Exercise objective
Across these entries, work out how many lines carry the string "core", and give only that number.

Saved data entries

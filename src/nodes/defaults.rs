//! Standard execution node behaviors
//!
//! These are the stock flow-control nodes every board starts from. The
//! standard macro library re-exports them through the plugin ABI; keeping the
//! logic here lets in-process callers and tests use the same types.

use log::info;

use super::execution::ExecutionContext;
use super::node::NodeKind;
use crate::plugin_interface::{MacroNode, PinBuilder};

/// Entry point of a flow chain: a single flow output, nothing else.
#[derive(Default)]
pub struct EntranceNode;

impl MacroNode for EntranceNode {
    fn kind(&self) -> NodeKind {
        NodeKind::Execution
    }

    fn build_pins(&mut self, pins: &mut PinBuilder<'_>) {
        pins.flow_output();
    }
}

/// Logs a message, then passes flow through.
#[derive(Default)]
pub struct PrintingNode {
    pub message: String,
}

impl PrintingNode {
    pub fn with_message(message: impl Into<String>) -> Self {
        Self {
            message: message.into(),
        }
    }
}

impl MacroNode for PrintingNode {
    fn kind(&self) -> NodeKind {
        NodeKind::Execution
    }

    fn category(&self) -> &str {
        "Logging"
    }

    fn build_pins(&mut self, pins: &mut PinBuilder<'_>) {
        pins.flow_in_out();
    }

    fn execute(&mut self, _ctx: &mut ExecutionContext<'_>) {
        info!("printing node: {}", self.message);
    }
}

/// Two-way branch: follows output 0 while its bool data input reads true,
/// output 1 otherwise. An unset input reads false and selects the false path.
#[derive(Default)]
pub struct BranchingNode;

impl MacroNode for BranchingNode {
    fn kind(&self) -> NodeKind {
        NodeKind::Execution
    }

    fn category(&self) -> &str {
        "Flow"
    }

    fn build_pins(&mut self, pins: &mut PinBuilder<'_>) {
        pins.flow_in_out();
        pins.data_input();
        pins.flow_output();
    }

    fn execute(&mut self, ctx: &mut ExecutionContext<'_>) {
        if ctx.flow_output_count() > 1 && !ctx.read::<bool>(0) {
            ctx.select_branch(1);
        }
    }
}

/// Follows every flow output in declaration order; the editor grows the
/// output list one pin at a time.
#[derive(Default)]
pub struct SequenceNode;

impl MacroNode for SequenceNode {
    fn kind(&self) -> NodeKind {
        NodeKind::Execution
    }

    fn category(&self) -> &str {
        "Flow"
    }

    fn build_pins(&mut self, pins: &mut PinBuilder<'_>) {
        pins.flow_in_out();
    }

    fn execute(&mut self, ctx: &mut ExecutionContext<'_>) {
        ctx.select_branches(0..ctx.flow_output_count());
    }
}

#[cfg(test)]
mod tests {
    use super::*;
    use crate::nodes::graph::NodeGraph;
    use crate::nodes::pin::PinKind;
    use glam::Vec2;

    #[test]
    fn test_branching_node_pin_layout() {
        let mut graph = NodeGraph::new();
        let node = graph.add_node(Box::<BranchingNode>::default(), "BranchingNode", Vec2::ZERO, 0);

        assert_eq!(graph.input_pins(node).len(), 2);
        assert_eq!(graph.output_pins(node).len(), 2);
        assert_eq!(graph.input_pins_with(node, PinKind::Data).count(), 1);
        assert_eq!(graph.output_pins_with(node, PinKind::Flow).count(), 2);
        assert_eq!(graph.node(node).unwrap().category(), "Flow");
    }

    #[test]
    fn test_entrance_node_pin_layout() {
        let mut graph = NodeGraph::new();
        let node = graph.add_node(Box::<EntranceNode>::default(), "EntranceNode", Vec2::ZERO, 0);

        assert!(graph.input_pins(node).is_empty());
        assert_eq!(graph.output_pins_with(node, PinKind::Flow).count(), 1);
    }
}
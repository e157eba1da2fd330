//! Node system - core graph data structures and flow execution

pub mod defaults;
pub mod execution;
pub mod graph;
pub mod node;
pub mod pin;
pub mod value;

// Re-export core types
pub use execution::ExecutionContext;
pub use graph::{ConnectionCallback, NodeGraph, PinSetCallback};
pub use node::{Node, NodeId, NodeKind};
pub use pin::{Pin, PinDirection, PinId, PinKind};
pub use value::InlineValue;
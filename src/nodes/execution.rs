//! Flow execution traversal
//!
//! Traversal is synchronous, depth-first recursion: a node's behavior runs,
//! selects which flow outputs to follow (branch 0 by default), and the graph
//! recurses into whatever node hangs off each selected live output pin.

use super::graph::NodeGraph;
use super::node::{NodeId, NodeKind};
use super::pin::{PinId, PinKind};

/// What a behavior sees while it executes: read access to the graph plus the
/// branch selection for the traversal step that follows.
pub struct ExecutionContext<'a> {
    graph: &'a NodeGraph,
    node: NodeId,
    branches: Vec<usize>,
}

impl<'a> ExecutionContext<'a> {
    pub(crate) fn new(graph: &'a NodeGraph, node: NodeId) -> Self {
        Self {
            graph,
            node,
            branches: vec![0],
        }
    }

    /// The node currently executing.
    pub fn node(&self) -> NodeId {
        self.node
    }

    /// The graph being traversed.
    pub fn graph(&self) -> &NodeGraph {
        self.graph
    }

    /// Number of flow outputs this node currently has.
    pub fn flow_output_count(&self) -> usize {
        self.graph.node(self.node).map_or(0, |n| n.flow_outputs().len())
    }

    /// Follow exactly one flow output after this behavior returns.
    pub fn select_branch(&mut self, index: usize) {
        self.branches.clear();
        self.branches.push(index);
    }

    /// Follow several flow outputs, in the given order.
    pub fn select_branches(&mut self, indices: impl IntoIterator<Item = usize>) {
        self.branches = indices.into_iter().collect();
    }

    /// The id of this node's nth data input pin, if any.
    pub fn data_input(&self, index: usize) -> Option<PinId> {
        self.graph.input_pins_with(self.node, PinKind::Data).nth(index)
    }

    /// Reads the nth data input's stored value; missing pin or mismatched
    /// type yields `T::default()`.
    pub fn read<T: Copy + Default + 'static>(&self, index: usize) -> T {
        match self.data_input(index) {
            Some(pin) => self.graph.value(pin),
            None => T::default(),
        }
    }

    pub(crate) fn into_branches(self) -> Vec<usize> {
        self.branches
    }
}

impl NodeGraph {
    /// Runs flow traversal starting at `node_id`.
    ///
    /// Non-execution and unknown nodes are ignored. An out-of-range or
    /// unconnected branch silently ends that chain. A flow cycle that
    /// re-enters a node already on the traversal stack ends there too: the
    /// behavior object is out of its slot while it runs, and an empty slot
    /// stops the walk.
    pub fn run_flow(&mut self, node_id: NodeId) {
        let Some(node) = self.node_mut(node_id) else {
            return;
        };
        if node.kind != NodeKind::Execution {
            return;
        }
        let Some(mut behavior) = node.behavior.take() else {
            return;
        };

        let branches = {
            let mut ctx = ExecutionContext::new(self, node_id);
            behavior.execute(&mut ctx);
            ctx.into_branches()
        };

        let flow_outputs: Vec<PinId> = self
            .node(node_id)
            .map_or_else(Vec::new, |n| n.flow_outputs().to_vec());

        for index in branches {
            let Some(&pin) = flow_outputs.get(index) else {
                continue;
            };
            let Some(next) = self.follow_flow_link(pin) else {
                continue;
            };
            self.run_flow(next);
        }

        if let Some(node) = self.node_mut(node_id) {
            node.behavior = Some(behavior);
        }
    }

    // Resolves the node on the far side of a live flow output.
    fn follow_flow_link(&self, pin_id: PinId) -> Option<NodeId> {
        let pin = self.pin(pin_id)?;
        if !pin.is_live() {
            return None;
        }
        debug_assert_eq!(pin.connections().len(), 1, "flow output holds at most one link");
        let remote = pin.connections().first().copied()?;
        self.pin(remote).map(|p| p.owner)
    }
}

==

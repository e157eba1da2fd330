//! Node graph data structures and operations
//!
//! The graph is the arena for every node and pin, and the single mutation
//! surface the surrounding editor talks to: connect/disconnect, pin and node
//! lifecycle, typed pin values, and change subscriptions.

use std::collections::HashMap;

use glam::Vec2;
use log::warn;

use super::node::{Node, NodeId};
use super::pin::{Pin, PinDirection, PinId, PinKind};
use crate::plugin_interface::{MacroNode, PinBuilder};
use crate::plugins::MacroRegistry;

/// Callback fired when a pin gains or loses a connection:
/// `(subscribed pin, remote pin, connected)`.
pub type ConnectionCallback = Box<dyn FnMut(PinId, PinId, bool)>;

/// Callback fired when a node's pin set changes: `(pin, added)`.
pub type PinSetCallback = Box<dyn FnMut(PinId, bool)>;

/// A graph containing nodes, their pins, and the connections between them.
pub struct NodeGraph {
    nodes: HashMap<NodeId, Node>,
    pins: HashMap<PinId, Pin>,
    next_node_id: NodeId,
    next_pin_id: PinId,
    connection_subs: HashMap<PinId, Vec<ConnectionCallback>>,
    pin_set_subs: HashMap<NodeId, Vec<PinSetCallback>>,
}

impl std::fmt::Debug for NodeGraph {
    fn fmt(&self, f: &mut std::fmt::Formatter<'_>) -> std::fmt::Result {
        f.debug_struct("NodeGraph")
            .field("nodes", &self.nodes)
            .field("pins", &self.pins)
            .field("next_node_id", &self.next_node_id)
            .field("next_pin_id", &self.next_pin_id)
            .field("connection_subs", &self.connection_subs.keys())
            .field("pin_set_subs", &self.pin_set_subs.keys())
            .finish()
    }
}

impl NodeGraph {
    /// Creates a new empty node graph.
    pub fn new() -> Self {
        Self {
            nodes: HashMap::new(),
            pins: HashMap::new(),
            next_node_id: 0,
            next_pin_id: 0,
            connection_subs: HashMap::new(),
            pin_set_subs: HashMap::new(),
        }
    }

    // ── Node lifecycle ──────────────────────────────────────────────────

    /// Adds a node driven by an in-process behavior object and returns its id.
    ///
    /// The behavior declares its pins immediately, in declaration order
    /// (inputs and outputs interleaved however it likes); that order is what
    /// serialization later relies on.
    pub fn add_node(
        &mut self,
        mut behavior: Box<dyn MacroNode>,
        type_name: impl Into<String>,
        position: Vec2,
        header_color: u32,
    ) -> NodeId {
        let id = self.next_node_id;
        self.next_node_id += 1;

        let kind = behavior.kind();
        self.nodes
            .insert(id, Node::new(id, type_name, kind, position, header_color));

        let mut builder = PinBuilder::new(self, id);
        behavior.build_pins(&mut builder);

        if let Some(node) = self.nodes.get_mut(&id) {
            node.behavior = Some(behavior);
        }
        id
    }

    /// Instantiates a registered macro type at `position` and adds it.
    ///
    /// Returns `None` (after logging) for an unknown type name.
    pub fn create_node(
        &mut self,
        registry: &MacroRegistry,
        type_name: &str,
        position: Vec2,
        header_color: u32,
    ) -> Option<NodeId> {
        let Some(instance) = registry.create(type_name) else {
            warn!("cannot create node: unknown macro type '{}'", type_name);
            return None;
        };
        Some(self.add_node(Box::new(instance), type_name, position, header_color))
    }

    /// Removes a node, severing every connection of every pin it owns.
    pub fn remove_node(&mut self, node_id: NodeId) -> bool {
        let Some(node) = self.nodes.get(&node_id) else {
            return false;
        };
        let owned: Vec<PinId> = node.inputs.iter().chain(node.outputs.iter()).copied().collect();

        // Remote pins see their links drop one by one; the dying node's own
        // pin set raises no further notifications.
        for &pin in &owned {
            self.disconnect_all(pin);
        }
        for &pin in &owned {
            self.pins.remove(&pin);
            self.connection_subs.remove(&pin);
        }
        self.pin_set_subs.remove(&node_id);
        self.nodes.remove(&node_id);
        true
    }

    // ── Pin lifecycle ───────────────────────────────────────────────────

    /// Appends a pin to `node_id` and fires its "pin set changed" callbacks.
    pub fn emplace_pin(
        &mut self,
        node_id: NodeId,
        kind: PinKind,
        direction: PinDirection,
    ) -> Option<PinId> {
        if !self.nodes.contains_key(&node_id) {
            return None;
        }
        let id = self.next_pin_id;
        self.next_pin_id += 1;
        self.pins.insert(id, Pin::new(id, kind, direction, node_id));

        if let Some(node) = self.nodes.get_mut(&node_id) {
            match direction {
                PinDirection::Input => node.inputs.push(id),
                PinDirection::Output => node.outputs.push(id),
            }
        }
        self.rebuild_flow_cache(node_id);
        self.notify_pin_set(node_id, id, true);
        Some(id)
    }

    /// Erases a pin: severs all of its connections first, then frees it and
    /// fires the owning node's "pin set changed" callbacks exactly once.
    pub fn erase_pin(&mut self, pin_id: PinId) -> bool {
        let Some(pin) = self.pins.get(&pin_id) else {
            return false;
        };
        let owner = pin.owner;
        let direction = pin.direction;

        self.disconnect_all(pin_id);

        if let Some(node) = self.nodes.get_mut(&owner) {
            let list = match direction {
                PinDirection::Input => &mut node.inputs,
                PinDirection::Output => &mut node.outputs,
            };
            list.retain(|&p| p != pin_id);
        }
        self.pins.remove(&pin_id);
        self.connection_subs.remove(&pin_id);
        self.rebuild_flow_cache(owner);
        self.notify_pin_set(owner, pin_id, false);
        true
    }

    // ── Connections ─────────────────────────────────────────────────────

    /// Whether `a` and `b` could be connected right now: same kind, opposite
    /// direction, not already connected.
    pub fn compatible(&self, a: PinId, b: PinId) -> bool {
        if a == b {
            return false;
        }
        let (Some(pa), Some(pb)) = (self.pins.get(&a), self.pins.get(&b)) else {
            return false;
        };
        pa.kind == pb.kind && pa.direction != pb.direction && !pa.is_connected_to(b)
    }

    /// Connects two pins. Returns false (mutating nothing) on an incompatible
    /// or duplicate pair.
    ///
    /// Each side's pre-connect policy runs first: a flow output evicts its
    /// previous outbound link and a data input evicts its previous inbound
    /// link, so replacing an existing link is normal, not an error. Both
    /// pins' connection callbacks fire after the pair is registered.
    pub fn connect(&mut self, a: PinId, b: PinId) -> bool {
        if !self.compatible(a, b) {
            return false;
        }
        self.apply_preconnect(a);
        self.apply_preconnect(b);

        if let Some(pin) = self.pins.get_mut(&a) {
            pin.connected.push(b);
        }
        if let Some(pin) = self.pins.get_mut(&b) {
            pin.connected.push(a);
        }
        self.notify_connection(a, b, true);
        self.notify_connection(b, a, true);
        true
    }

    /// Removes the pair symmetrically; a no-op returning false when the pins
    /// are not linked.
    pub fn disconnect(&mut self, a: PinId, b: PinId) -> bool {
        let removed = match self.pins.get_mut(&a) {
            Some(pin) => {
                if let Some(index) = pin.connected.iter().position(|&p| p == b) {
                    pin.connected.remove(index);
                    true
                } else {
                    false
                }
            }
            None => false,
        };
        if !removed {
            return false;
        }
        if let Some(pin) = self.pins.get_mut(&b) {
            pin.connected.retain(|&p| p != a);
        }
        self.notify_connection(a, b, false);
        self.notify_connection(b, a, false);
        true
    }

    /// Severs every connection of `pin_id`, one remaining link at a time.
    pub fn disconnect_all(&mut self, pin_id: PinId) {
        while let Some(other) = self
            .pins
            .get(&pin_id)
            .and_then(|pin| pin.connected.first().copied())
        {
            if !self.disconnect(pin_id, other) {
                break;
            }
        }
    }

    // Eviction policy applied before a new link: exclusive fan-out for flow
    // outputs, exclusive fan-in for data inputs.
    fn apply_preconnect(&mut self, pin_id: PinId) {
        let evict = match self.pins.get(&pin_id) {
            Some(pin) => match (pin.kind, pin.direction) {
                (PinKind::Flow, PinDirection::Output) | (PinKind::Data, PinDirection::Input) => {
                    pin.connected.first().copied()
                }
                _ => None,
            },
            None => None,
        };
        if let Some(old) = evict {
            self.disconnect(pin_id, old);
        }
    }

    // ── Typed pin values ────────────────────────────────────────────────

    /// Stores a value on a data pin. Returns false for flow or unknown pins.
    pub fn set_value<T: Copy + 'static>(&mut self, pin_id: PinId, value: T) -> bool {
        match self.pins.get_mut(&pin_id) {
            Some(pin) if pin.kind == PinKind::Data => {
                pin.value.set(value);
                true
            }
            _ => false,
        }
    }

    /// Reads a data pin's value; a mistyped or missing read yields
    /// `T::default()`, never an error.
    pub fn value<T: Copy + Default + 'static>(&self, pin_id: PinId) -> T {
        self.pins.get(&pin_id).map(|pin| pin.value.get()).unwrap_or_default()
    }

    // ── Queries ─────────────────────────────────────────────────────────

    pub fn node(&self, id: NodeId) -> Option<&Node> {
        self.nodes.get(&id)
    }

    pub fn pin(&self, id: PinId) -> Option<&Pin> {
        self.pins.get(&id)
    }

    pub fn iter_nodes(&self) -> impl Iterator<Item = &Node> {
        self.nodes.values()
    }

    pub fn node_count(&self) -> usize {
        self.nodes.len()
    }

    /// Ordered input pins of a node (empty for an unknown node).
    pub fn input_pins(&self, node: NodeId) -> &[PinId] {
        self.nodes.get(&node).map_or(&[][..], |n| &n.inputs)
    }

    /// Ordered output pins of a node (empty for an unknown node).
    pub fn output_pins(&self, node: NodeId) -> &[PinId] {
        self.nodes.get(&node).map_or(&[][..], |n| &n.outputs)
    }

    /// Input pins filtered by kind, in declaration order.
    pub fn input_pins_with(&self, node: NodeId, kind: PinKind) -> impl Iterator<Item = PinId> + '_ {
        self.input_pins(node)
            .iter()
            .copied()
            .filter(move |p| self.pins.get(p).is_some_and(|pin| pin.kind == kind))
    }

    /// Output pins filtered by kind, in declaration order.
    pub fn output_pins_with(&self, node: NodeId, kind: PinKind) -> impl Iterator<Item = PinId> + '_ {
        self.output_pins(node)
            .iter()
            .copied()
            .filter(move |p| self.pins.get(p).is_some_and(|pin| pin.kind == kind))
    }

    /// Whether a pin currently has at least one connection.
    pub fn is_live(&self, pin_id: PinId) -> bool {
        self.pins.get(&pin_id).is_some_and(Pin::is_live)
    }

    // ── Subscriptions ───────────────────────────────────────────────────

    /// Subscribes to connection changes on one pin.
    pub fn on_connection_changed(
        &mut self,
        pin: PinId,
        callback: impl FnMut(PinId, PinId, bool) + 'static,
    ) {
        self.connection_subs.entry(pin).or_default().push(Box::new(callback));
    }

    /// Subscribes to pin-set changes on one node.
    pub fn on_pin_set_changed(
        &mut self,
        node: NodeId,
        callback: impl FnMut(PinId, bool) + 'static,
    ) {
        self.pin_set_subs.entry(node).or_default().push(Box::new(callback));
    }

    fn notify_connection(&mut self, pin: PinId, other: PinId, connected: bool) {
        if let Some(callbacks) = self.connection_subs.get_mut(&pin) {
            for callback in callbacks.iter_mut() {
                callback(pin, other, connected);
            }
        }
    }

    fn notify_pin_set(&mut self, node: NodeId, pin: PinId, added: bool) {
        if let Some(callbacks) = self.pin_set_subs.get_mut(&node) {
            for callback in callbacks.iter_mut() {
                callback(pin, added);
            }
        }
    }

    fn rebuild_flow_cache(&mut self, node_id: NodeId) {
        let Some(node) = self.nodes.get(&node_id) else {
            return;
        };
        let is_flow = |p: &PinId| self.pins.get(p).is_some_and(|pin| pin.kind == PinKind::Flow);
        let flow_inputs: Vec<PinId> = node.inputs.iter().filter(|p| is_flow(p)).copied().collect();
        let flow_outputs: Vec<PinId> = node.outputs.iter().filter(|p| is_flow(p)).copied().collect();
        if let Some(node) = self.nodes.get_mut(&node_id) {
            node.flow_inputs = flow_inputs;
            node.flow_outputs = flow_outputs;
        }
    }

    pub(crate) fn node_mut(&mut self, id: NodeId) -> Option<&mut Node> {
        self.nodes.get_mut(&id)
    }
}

Output of the task
2